* **What is required**: The lines to copy are those holding the string "signing" in the entries below.

[Entries taken from a collection]
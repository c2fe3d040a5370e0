//! Reference profile builder: applies sign options and issues the
//! certificate.

use ca_pki::{Certificate, CertificateAuthority, CertificateRequest, CertificateTemplate};
use chrono::{DateTime, Utc};
use serde::{Deserialize, Serialize};
use tracing::{debug, info};

use crate::duration::Duration;
use crate::error::{Result, ValidationError};
use crate::sign_options::{CertificateValidator, SignOption};

/// Validity requested by the client, applied before duration options.
#[derive(Debug, Clone, Copy, Default, PartialEq, Eq, Serialize, Deserialize)]
#[serde(rename_all = "camelCase")]
pub struct SignRequestOptions {
    /// Requested start; defaults to now.
    #[serde(default, skip_serializing_if = "Option::is_none")]
    pub not_before: Option<DateTime<Utc>>,
    /// Requested end; defaults to start plus the duration option.
    #[serde(default, skip_serializing_if = "Option::is_none")]
    pub not_after: Option<DateTime<Utc>>,
}

/// Issues certificates under a CA, enforcing the sign options an
/// authorization returned.
#[derive(Debug)]
pub struct Authority {
    ca: CertificateAuthority,
}

impl Authority {
    /// Wraps a signing CA.
    #[must_use]
    pub const fn new(ca: CertificateAuthority) -> Self {
        Self { ca }
    }

    /// The signing CA.
    #[must_use]
    pub const fn ca(&self) -> &CertificateAuthority {
        &self.ca
    }

    /// Builds, checks and signs a certificate for `request`.
    ///
    /// Steps, in order:
    ///
    /// 1. request validators run against the request
    /// 2. a template is built from the request
    /// 3. duration, limit-duration and extension options are applied
    /// 4. validity is resolved: `not_before` is the requested start or now;
    ///    `not_after` is the requested end or `not_before` plus the duration,
    ///    capped by any limit
    /// 5. certificate validators run against the template
    /// 6. the template is signed
    ///
    /// # Errors
    ///
    /// Returns the first validator or signing error; nothing is issued.
    pub fn sign(
        &self,
        request: &CertificateRequest,
        options: Vec<SignOption>,
        requested: SignRequestOptions,
    ) -> Result<Certificate> {
        for option in &options {
            if let SignOption::Request(validator) = option {
                validator.validate(request)?;
            }
        }

        let not_before = requested.not_before.unwrap_or_else(Utc::now);
        let mut template = CertificateTemplate::from_request(request, not_before, not_before);
        let mut duration = Duration::ZERO;
        let mut limit = None;
        let mut validators: Vec<CertificateValidator> = Vec::new();

        for option in options {
            match option {
                SignOption::DefaultDuration(d) => duration = d,
                SignOption::LimitDuration { duration: d, not_after } => {
                    duration = d;
                    limit = Some(not_after);
                }
                SignOption::ProvisionerExtension(extension) => {
                    template.extensions.push(extension.to_extension());
                }
                SignOption::Request(_) => {}
                SignOption::Certificate(validator) => validators.push(validator),
            }
        }

        template.not_after = resolve_not_after(not_before, duration, requested.not_after, limit)?;

        for validator in &validators {
            validator.validate(&template)?;
        }

        let certificate = self.ca.sign(&template)?;
        info!(
            serial = certificate.serial(),
            subject = certificate.subject(),
            not_after = %certificate.not_after(),
            "certificate issued"
        );
        Ok(certificate)
    }
}

fn resolve_not_after(
    not_before: DateTime<Utc>,
    duration: Duration,
    requested: Option<DateTime<Utc>>,
    limit: Option<DateTime<Utc>>,
) -> std::result::Result<DateTime<Utc>, ValidationError> {
    if let Some(limit) = limit {
        if not_before > limit {
            return Err(ValidationError::NotBeforeAfterLimit {
                not_before: not_before.to_string(),
                limit: limit.to_string(),
            });
        }
    }

    let not_after = match requested {
        Some(not_after) => {
            if let Some(limit) = limit.filter(|limit| not_after > *limit) {
                return Err(ValidationError::NotAfterAfterLimit {
                    not_after: not_after.to_string(),
                    limit: limit.to_string(),
                });
            }
            not_after
        }
        None => {
            let computed = not_before
                .checked_add_signed(duration.to_chrono())
                .ok_or_else(|| ValidationError::DurationOutOfRange {
                    requested: duration.to_string(),
                })?;
            match limit {
                Some(limit) if computed > limit => {
                    debug!(%limit, "capping certificate lifetime");
                    limit
                }
                _ => computed,
            }
        }
    };
    Ok(not_after)
}

#[cfg(test)]
mod tests {
    use super::*;
    use crate::error::Error;
    use crate::extension::{ProvisionerExtension, PROVISIONER_EXTENSION_OID};
    use crate::provisioner::ProvisionerType;
    use crate::sign_options::{RequestValidator, ValidityValidator};
    use ca_pki::{KeyAlgorithm, SubjectPublicKey};
    use chrono::Duration as ChronoDuration;

    fn authority() -> Authority {
        Authority::new(CertificateAuthority::new("Authority Test CA").unwrap())
    }

    fn request(cn: &str) -> CertificateRequest {
        let key = rcgen::KeyPair::generate().unwrap();
        CertificateRequest::builder(SubjectPublicKey::from_key_pair(&key))
            .common_name(cn)
            .dns(cn)
            .build()
    }

    fn acme_options() -> Vec<SignOption> {
        vec![
            SignOption::DefaultDuration(Duration::from_hours(24)),
            SignOption::ProvisionerExtension(ProvisionerExtension::new(ProvisionerType::Acme, "acme", "")),
            SignOption::Certificate(CertificateValidator::Validity(ValidityValidator::new(
                Duration::from_mins(5),
                Duration::from_hours(24),
            ))),
            SignOption::Certificate(CertificateValidator::DefaultPublicKey),
        ]
    }

    #[test]
    fn signs_with_default_duration_and_extension() {
        let cert = authority()
            .sign(&request("leaf.example.com"), acme_options(), SignRequestOptions::default())
            .unwrap();
        assert_eq!(cert.subject(), "leaf.example.com");
        assert_eq!(cert.not_after() - cert.not_before(), ChronoDuration::hours(24));

        let ext = cert.extension(PROVISIONER_EXTENSION_OID).unwrap();
        assert!(!ext.critical);
        let decoded = ProvisionerExtension::from_der(&ext.value).unwrap();
        assert_eq!(decoded.name, "acme");
        // the provisioner extension comes after the standard extensions
        assert_eq!(cert.extensions().last(), Some(ext));
    }

    #[test]
    fn requested_validity_is_checked() {
        let now = Utc::now();
        let requested = SignRequestOptions {
            not_before: Some(now),
            not_after: Some(now + ChronoDuration::hours(48)),
        };
        let err = authority()
            .sign(&request("leaf"), acme_options(), requested)
            .unwrap_err();
        assert!(matches!(
            err,
            Error::Validation(ValidationError::DurationTooLong { .. })
        ));
    }

    #[test]
    fn request_validators_run_first() {
        let mut options = vec![SignOption::Request(RequestValidator::CommonName("other".into()))];
        options.extend(acme_options());
        let err = authority()
            .sign(&request("leaf"), options, SignRequestOptions::default())
            .unwrap_err();
        assert!(matches!(
            err,
            Error::Validation(ValidationError::CommonNameMismatch { .. })
        ));
    }

    #[test]
    fn public_key_policy_fails_closed() {
        let weak = CertificateRequest::builder(SubjectPublicKey::new(
            KeyAlgorithm::Rsa { bits: 1024 },
            vec![0; 128],
        ))
        .common_name("leaf")
        .build();
        let err = authority()
            .sign(&weak, acme_options(), SignRequestOptions::default())
            .unwrap_err();
        assert!(matches!(
            err,
            Error::Validation(ValidationError::PublicKey { .. })
        ));
    }

    #[test]
    fn p521_key_passes_policy_but_is_not_signed() {
        let request = CertificateRequest::builder(SubjectPublicKey::new(
            KeyAlgorithm::EcdsaP521,
            vec![4; 133],
        ))
        .common_name("leaf")
        .build();
        let err = authority()
            .sign(&request, acme_options(), SignRequestOptions::default())
            .unwrap_err();
        assert!(matches!(err, Error::Pki(ca_pki::Error::UnsupportedKey(_))));
    }

    #[test]
    fn missing_duration_option_is_rejected_by_validity() {
        // without a duration NotAfter collapses onto NotBefore
        let options: Vec<SignOption> = acme_options().into_iter().skip(1).collect();
        let past = SignRequestOptions {
            not_before: Some(Utc::now() - ChronoDuration::minutes(1)),
            not_after: None,
        };
        let err = authority()
            .sign(&request("leaf"), options, past)
            .unwrap_err();
        assert!(matches!(
            err,
            Error::Validation(ValidationError::NotAfterInPast { .. })
        ));

        let options: Vec<SignOption> = acme_options().into_iter().skip(1).collect();
        let future = SignRequestOptions {
            not_before: Some(Utc::now() + ChronoDuration::hours(1)),
            not_after: None,
        };
        let err = authority()
            .sign(&request("leaf"), options, future)
            .unwrap_err();
        assert!(matches!(
            err,
            Error::Validation(ValidationError::DurationTooShort { .. })
        ));
    }

    #[test]
    fn limit_duration_caps_default() {
        let now = Utc::now();
        let limit = now + ChronoDuration::hours(2);
        let capped = resolve_not_after(now, Duration::from_hours(24), None, Some(limit)).unwrap();
        assert_eq!(capped, limit);

        let uncapped = resolve_not_after(now, Duration::from_hours(1), None, Some(limit)).unwrap();
        assert_eq!(uncapped, now + ChronoDuration::hours(1));
    }

    #[test]
    fn limit_duration_rejects_requests_past_limit() {
        let now = Utc::now();
        let limit = now + ChronoDuration::hours(2);
        assert!(matches!(
            resolve_not_after(now, Duration::from_hours(1), Some(now + ChronoDuration::hours(3)), Some(limit)),
            Err(ValidationError::NotAfterAfterLimit { .. })
        ));
        assert!(matches!(
            resolve_not_after(now + ChronoDuration::hours(3), Duration::from_hours(1), None, Some(limit)),
            Err(ValidationError::NotBeforeAfterLimit { .. })
        ));
    }

    #[test]
    fn oversized_duration_is_rejected() {
        let err = resolve_not_after(
            Utc::now(),
            Duration::new(std::time::Duration::from_secs(u64::MAX)),
            None,
            None,
        )
        .unwrap_err();
        assert!(matches!(err, ValidationError::DurationOutOfRange { .. }));
    }
}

* **Solution to this problem**:
    /// Wraps a signing CA.
    /// The signing CA.
    /// Returns the first validator or signing error; nothing is issued.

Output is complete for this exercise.